Lit Lit Web Components Web Components Edge Computing Edge Computing Cloudflare Workers Cloudflare Workers Cloudflare D1 Cloudflare D1 Cloudflare KV Cloudflare KV Durable Objects Durable Objects

Enforcement-focused consent and transparency layer integrated with Compass, built with Web Components and Cloudflare edge services for auditable and low-latency privacy operations.

Context

Trust Center is MSPA’s public-facing privacy layer, designed to run across different client websites while staying connected to Compass policy management.

Problem

Most consent banners provide UI but weak enforcement.

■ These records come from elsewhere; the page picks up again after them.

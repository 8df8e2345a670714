//! Power-of-two alignment arithmetic.

use std::mem::size_of;

use crate::error::{BlobError, BlobResult};

/// Fails unless `alignment` is a non-zero power of two.
pub fn check_alignment(alignment: usize) -> BlobResult<()> {
    if alignment.is_power_of_two() {
        Ok(())
    } else {
        Err(BlobError::InvalidArgument(format!(
            "alignment must be a positive power of two, got {alignment}"
        )))
    }
}

/// Round `address` up to the next multiple of `alignment`.
pub fn align(address: usize, alignment: usize) -> BlobResult<usize> {
    check_alignment(alignment)?;
    let mask = alignment - 1;
    address
        .checked_add(mask)
        .map(|padded| padded & !mask)
        .ok_or_else(|| {
            BlobError::InvalidArgument(format!(
                "address {address} overflows when aligned to {alignment}"
            ))
        })
}

/// Whether `address` is a multiple of `alignment`. False for invalid alignments.
pub fn is_aligned(address: usize, alignment: usize) -> bool {
    alignment.is_power_of_two() && address & (alignment - 1) == 0
}

#[repr(C)]
struct AlignProbe<T> {
    _lead: u8,
    _value: T,
}

/// The alignment `T` needs when laid out after a single byte.
///
/// Measured from the padding a `#[repr(C)]` layout inserts, so it agrees with
/// how nested headers place their fields.
pub const fn natural_alignment_of<T>() -> usize {
    size_of::<AlignProbe<T>>() - size_of::<T>()
}
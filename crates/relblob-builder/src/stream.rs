//! The two-cursor byte sink every builder writes into.

use std::cmp::max;
use std::sync::atomic::{AtomicU64, Ordering};

use relblob_types::align;

use crate::error::BuildResult;

/// A growable byte buffer with a data cursor and a patch cursor.
///
/// `position` is where the next header goes and may be moved freely.
/// `patch_position` marks the start of unreserved space and never moves
/// backwards.
///
/// Every stream carries a process-unique build id, stamped into the
/// [`BuildRecord`](crate::BuildRecord)s of builders built into it.
#[derive(Clone, Debug)]
pub struct BlobStream {
    buffer: Vec<u8>,
    position: usize,
    patch_position: usize,
    build_id: u64,
}

static NEXT_BUILD_ID: AtomicU64 = AtomicU64::new(1);

impl BlobStream {
    /// An empty stream with a fresh build id.
    pub fn new() -> Self {
        Self::with_capacity(0)
    }

    /// An empty stream with `capacity` bytes pre-allocated.
    pub fn with_capacity(capacity: usize) -> Self {
        Self {
            buffer: Vec::with_capacity(capacity),
            position: 0,
            patch_position: 0,
            build_id: NEXT_BUILD_ID.fetch_add(1, Ordering::Relaxed),
        }
    }

    /// Identifies this stream among all streams of the process.
    pub fn build_id(&self) -> u64 {
        self.build_id
    }

    /// Where the next header is written.
    pub fn position(&self) -> usize {
        self.position
    }

    /// Seek the data cursor. The patch cursor is unaffected.
    pub fn set_position(&mut self, position: usize) {
        self.position = position;
    }

    /// Start of the space not yet reserved by any builder.
    pub fn patch_position(&self) -> usize {
        self.patch_position
    }

    /// Bytes written so far. Reserved but unwritten patch space is not counted.
    pub fn len(&self) -> usize {
        self.buffer.len()
    }

    /// True until the first write.
    pub fn is_empty(&self) -> bool {
        self.buffer.is_empty()
    }

    /// The bytes written so far.
    pub fn as_bytes(&self) -> &[u8] {
        &self.buffer
    }

    /// Write `bytes` at `position` and advance past them.
    ///
    /// The patch cursor moves to at least the end of the write rounded up to
    /// `alignment`.
    pub fn write(&mut self, bytes: &[u8], alignment: usize) -> BuildResult<&mut Self> {
        let end = self.position + bytes.len();
        let reserved = align(end, alignment)?;
        if self.buffer.len() < end {
            self.buffer.resize(end, 0);
        }
        self.buffer[self.position..end].copy_from_slice(bytes);
        self.position = end;
        self.patch_position = max(self.patch_position, reserved);
        Ok(self)
    }

    /// Move the patch cursor forward to `position` if it is not already past it.
    pub(crate) fn reserve_to(&mut self, position: usize) {
        self.patch_position = max(self.patch_position, position);
    }

    /// Pad to cover every reserved byte, then to `alignment`, and hand over
    /// the buffer.
    pub fn finish(mut self, alignment: usize) -> BuildResult<Vec<u8>> {
        let len = align(max(self.buffer.len(), self.patch_position), alignment)?;
        self.buffer.resize(len, 0);
        Ok(self.buffer)
    }
}

impl Default for BlobStream {
    fn default() -> Self {
        Self::new()
    }
}
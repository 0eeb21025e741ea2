//! Render session settings.

use std::path::PathBuf;
use std::time::Duration;

use chromiumoxide::browser::BrowserConfig;

/// Browser viewport used for every rendered page.
#[derive(Debug, Clone, Copy, PartialEq)]
pub struct Viewport {
    pub width: u32,
    pub height: u32,
    pub scale: f64,
}

impl Default for Viewport {
    /// Large and high resolution, so captured images look decent everywhere.
    fn default() -> Self {
        Self {
            width: 1920,
            height: 1080,
            scale: 2.0,
        }
    }
}

/// Configuration for a [`crate::RenderSession`].
#[derive(Debug, Clone)]
pub struct RenderOptions {
    /// Page viewport
    pub viewport: Viewport,

    /// Upper bound for navigation plus network idle, per page
    pub timeout: Duration,

    /// How long the network must stay quiet before a page counts as loaded
    pub idle: Duration,

    /// Rewrite same-origin links in the output to relative paths
    pub relative_links: bool,

    /// Chromium executable; auto-detected when unset
    pub executable: Option<PathBuf>,

    /// Run Chromium with its sandbox enabled
    pub sandbox: bool,
}

impl Default for RenderOptions {
    fn default() -> Self {
        Self {
            viewport: Viewport::default(),
            timeout: Duration::from_millis(10_000),
            idle: Duration::from_millis(500),
            relative_links: false,
            executable: None,
            sandbox: true,
        }
    }
}

impl RenderOptions {
    pub(crate) fn browser_config(&self) -> Result<BrowserConfig, String> {
        let mut builder = BrowserConfig::builder()
            .window_size(self.viewport.width, self.viewport.height)
            .arg("--disable-gpu")
            .arg("--disable-dev-shm-usage")
            .arg("--disable-extensions")
            .arg("--disable-background-networking");

        if let Some(path) = &self.executable {
            builder = builder.chrome_executable(path);
        }
        if !self.sandbox {
            builder = builder.no_sandbox();
        }

        builder.build()
    }
}

#[cfg(test)]
mod tests {
    use super::*;

    #[test]
    fn defaults_match_build_expectations() {
        let options = RenderOptions::default();
        assert_eq!(options.viewport.width, 1920);
        assert_eq!(options.viewport.height, 1080);
        assert_eq!(options.viewport.scale, 2.0);
        assert_eq!(options.timeout, Duration::from_secs(10));
        assert_eq!(options.idle, Duration::from_millis(500));
        assert!(!options.relative_links);
    }
}
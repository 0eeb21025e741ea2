//! Headless rendering of minimal-magic pages.
//!
//! A [`RenderSession`] owns one Chromium process, one worker page used for
//! off-screen document transforms, and a local server over the source tree.
//! Each [`RenderSession::build`] call loads a page in a fresh tab, waits for
//! the network to go idle, and returns the finalized HTML together with the
//! files the page loaded and linked.

pub mod html;
pub mod network;
pub mod options;
pub mod page;
pub mod session;
pub mod worker;

pub use options::{RenderOptions, Viewport};
pub use page::{PageRenderResult, PageRenderer};
pub use session::{RenderError, RenderSession};
pub use worker::{FinalizedDocument, PrepareTransform, Worker};
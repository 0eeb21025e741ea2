//! minimal-magic CLI - tools for a website with minimal magic.

use std::path::PathBuf;

use anyhow::Result;
use clap::error::ErrorKind;
use clap::{CommandFactory, Parser, Subcommand};
use tracing_subscriber::{fmt, EnvFilter};

mod commands;
mod config;

#[derive(Parser)]
#[command(name = "minimal-magic")]
#[command(about = "Tools for a website with minimal magic")]
#[command(version)]
pub struct Cli {
    #[command(subcommand)]
    command: Commands,

    /// Path to magic.toml config file
    #[arg(short, long, global = true, default_value = "magic.toml")]
    config: PathBuf,

    /// Enable verbose output
    #[arg(short, long, global = true)]
    verbose: bool,
}

#[derive(Subcommand)]
enum Commands {
    /// Compile a release version of the website in SRC
    Build {
        /// Output directory (defaults to config or "./out")
        #[arg(short, long)]
        out: Option<PathBuf>,

        /// Rewrite same-origin links to relative paths
        #[arg(long)]
        relative_links: bool,

        /// Source directory
        #[arg(default_value = "./src")]
        src: PathBuf,
    },

    /// Start a local development server for the website in SRC
    Serve {
        /// Host to bind to (defaults to config or "localhost")
        #[arg(long)]
        host: Option<String>,

        /// Port to listen on (defaults to config or 8080)
        #[arg(short, long)]
        port: Option<u16>,

        /// Open the site in a browser
        #[arg(long)]
        open: bool,

        /// Do not inject the live reload script
        #[arg(long)]
        no_reload: bool,

        /// Source directory
        #[arg(default_value = "./src")]
        src: PathBuf,
    },

    /// Display version and licensing information
    Version,
}

/// Report a usage error on stderr and exit with status 2.
fn usage_error(message: impl std::fmt::Display) -> ! {
    Cli::command().error(ErrorKind::InvalidValue, message).exit()
}

#[tokio::main]
async fn main() -> Result<()> {
    let cli = Cli::parse();

    // Initialize logging
    let filter = EnvFilter::try_from_default_env().unwrap_or_else(|_| {
        if cli.verbose {
            EnvFilter::new("debug")
        } else {
            EnvFilter::new("info")
        }
    });

    fmt().with_env_filter(filter).with_target(false).init();

    // Execute command
    match cli.command {
        Commands::Build {
            out,
            relative_links,
            src,
        } => {
            let file_config = config::load_config(&cli.config)?;
            let build_config = commands::build::config(&file_config, src, out, relative_links);
            if let Err(message) = commands::build::check_usage(&build_config) {
                usage_error(message);
            }
            commands::build::run(build_config).await?;
        }
        Commands::Serve {
            host,
            port,
            open,
            no_reload,
            src,
        } => {
            let file_config = config::load_config(&cli.config)?;
            let server_config =
                commands::serve::config(&file_config, src, host, port, open, no_reload);
            if let Err(message) = commands::serve::check_usage(&server_config) {
                usage_error(message);
            }
            commands::serve::run(server_config).await?;
        }
        Commands::Version => {
            commands::version::run();
        }
    }

    Ok(())
}
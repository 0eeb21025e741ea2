//! Live reload over a websocket.

use axum::body::Bytes;
use serde::{Deserialize, Serialize};
use tokio::sync::broadcast;

use crate::transform::{ResponseTransform, TransformError};

/// Websocket endpoint the client script connects to.
pub const RELOAD_SOCKET_PATH: &str = "/__reload";

/// Path of the client script.
pub const RELOAD_SCRIPT_PATH: &str = "/__reload.js";

/// Messages sent to connected pages.
#[derive(Debug, Clone, PartialEq, Serialize, Deserialize)]
#[serde(tag = "type", rename_all = "snake_case")]
pub enum ReloadMessage {
    /// Reload the page
    Reload,

    /// Connection established
    Connected,
}

/// Broadcasts reload messages to every connected page.
#[derive(Debug, Clone)]
pub struct ReloadHub {
    sender: broadcast::Sender<ReloadMessage>,
}

impl ReloadHub {
    pub fn new() -> Self {
        let (sender, _) = broadcast::channel(16);
        Self { sender }
    }

    /// Send a message to all connected pages.
    pub fn send(&self, msg: ReloadMessage) {
        // No receivers just means no page is open.
        let _ = self.sender.send(msg);
    }

    pub fn subscribe(&self) -> broadcast::Receiver<ReloadMessage> {
        self.sender.subscribe()
    }

    pub fn subscriber_count(&self) -> usize {
        self.sender.receiver_count()
    }
}

/// Wait for the next message, skipping over any the receiver fell behind on.
///
/// Returns `None` once every sender is gone.
pub async fn next_message(rx: &mut broadcast::Receiver<ReloadMessage>) -> Option<ReloadMessage> {
    loop {
        match rx.recv().await {
            Ok(msg) => return Some(msg),
            Err(broadcast::error::RecvError::Lagged(skipped)) => {
                tracing::debug!("Reload subscriber skipped {} messages", skipped);
            }
            Err(broadcast::error::RecvError::Closed) => return None,
        }
    }
}

impl Default for ReloadHub {
    fn default() -> Self {
        Self::new()
    }
}

/// Adds the reload client script to served pages.
pub struct InjectReload;

impl ResponseTransform for InjectReload {
    async fn transform(
        &self,
        _path: String,
        body: Bytes,
    ) -> Result<Option<Bytes>, TransformError> {
        let html = String::from_utf8_lossy(&body);
        Ok(Some(inject_script_tag(&html).into()))
    }
}

/// Insert the client script tag before the last `</body>`, or append it.
fn inject_script_tag(html: &str) -> String {
    let tag = format!(r#"<script src="{}"></script>"#, RELOAD_SCRIPT_PATH);
    match html.to_ascii_lowercase().rfind("</body>") {
        Some(pos) => format!("{}{}\n{}", &html[..pos], tag, &html[pos..]),
        None => format!("{}\n{}\n", html.trim_end(), tag),
    }
}

/// The client-side reload script.
///
/// Connects back to the serving host, so it works on any `--host`/`--port`.
pub fn reload_client_script() -> String {
    format!(
        r#"(function() {{
  'use strict';

  const protocol = location.protocol === 'https:' ? 'wss:' : 'ws:';
  let attempts = 0;

  function connect() {{
    const ws = new WebSocket(protocol + '//' + location.host + '{}');

    ws.onopen = function() {{
      attempts = 0;
    }};

    ws.onmessage = function(event) {{
      const msg = JSON.parse(event.data);
      if (msg.type === 'reload') {{
        location.reload();
      }}
    }};

    ws.onclose = function() {{
      if (attempts < 10) {{
        attempts++;
        setTimeout(connect, 500 * attempts);
      }}
    }};
  }}

  connect();
}})();
"#,
        RELOAD_SOCKET_PATH
    )
}
//! Tracks every file a build produces.

use std::collections::BTreeMap;

/// How a file ends up in the output tree.
#[derive(Debug, Clone, Copy, PartialEq, Eq)]
pub enum FileState {
    /// Rendered by this build
    Written,

    /// Discovered as a dependency, not copied yet
    PendingCopy,

    /// Copied from the source or library directory
    Copied,
}

/// Output files keyed by name relative to the site root (no leading slash).
#[derive(Debug, Default, Clone)]
pub struct Manifest {
    files: BTreeMap<String, FileState>,
}

impl Manifest {
    pub fn new() -> Self {
        Self::default()
    }

    /// Record a rendered page. Replaces any pending copy of the same name.
    pub fn mark_written(&mut self, name: impl Into<String>) {
        self.files.insert(name.into(), FileState::Written);
    }

    /// Record a dependency unless the name is already known.
    ///
    /// Returns true if the name was new.
    pub fn mark_dependency(&mut self, name: impl Into<String>) -> bool {
        let mut inserted = false;
        self.files.entry(name.into()).or_insert_with(|| {
            inserted = true;
            FileState::PendingCopy
        });
        inserted
    }

    /// Mark a pending dependency as copied.
    pub fn mark_copied(&mut self, name: &str) {
        if let Some(state) = self.files.get_mut(name) {
            if *state == FileState::PendingCopy {
                *state = FileState::Copied;
            }
        }
    }

    pub fn remove(&mut self, name: &str) -> Option<FileState> {
        self.files.remove(name)
    }

    pub fn get(&self, name: &str) -> Option<FileState> {
        self.files.get(name).copied()
    }

    pub fn contains(&self, name: &str) -> bool {
        self.files.contains_key(name)
    }

    /// Names still waiting to be copied, in order.
    pub fn pending(&self) -> Vec<String> {
        self.names_in(FileState::PendingCopy)
    }

    pub fn names_in(&self, state: FileState) -> Vec<String> {
        self.files
            .iter()
            .filter(|(_, s)| **s == state)
            .map(|(name, _)| name.clone())
            .collect()
    }

    pub fn iter(&self) -> impl Iterator<Item = (&str, FileState)> {
        self.files.iter().map(|(name, state)| (name.as_str(), *state))
    }

    pub fn len(&self) -> usize {
        self.files.len()
    }

    pub fn is_empty(&self) -> bool {
        self.files.is_empty()
    }
}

MSPA needed a consent implementation that blocks third-party scripts until explicit acceptance, records consent events for auditability, and remains lightweight for production websites.

Role & Ownership

I contributed directly to both frontend behavior and architecture decisions, including:

  • Consent banner behavior and script enforcement flow.
  • Integration design between Trust Center and Compass configuration.
  • Technical decisions around edge services and data persistence for audit records.

Technical Decisions

  • Built a framework-agnostic consent UI using Lit + Web Components + Shadow DOM.
  • Implemented script control flow that allows third-party execution only after explicit user acceptance.
  • Added script tracking and acceptance/rejection event recording for compliance audit trails.
  • Used Cloudflare KV for fast policy reads, D1 for persisted records, and Edge Workers for low-latency decision paths.
  • Connected consent behavior to Compass-managed privacy settings for centralized operational control.

Outcome

  • Delivered an enforcement-focused consent experience instead of only a visual banner.
  • Created auditable consent event tracking for client compliance operations.
  • Preserved low-latency behavior through edge-native architecture.
  • Enabled integration flexibility through framework-agnostic delivery.

Notes / Lessons

Consent UX and consent enforcement are different problems. Treating enforcement and auditability as first-class requirements produced a more trustworthy implementation.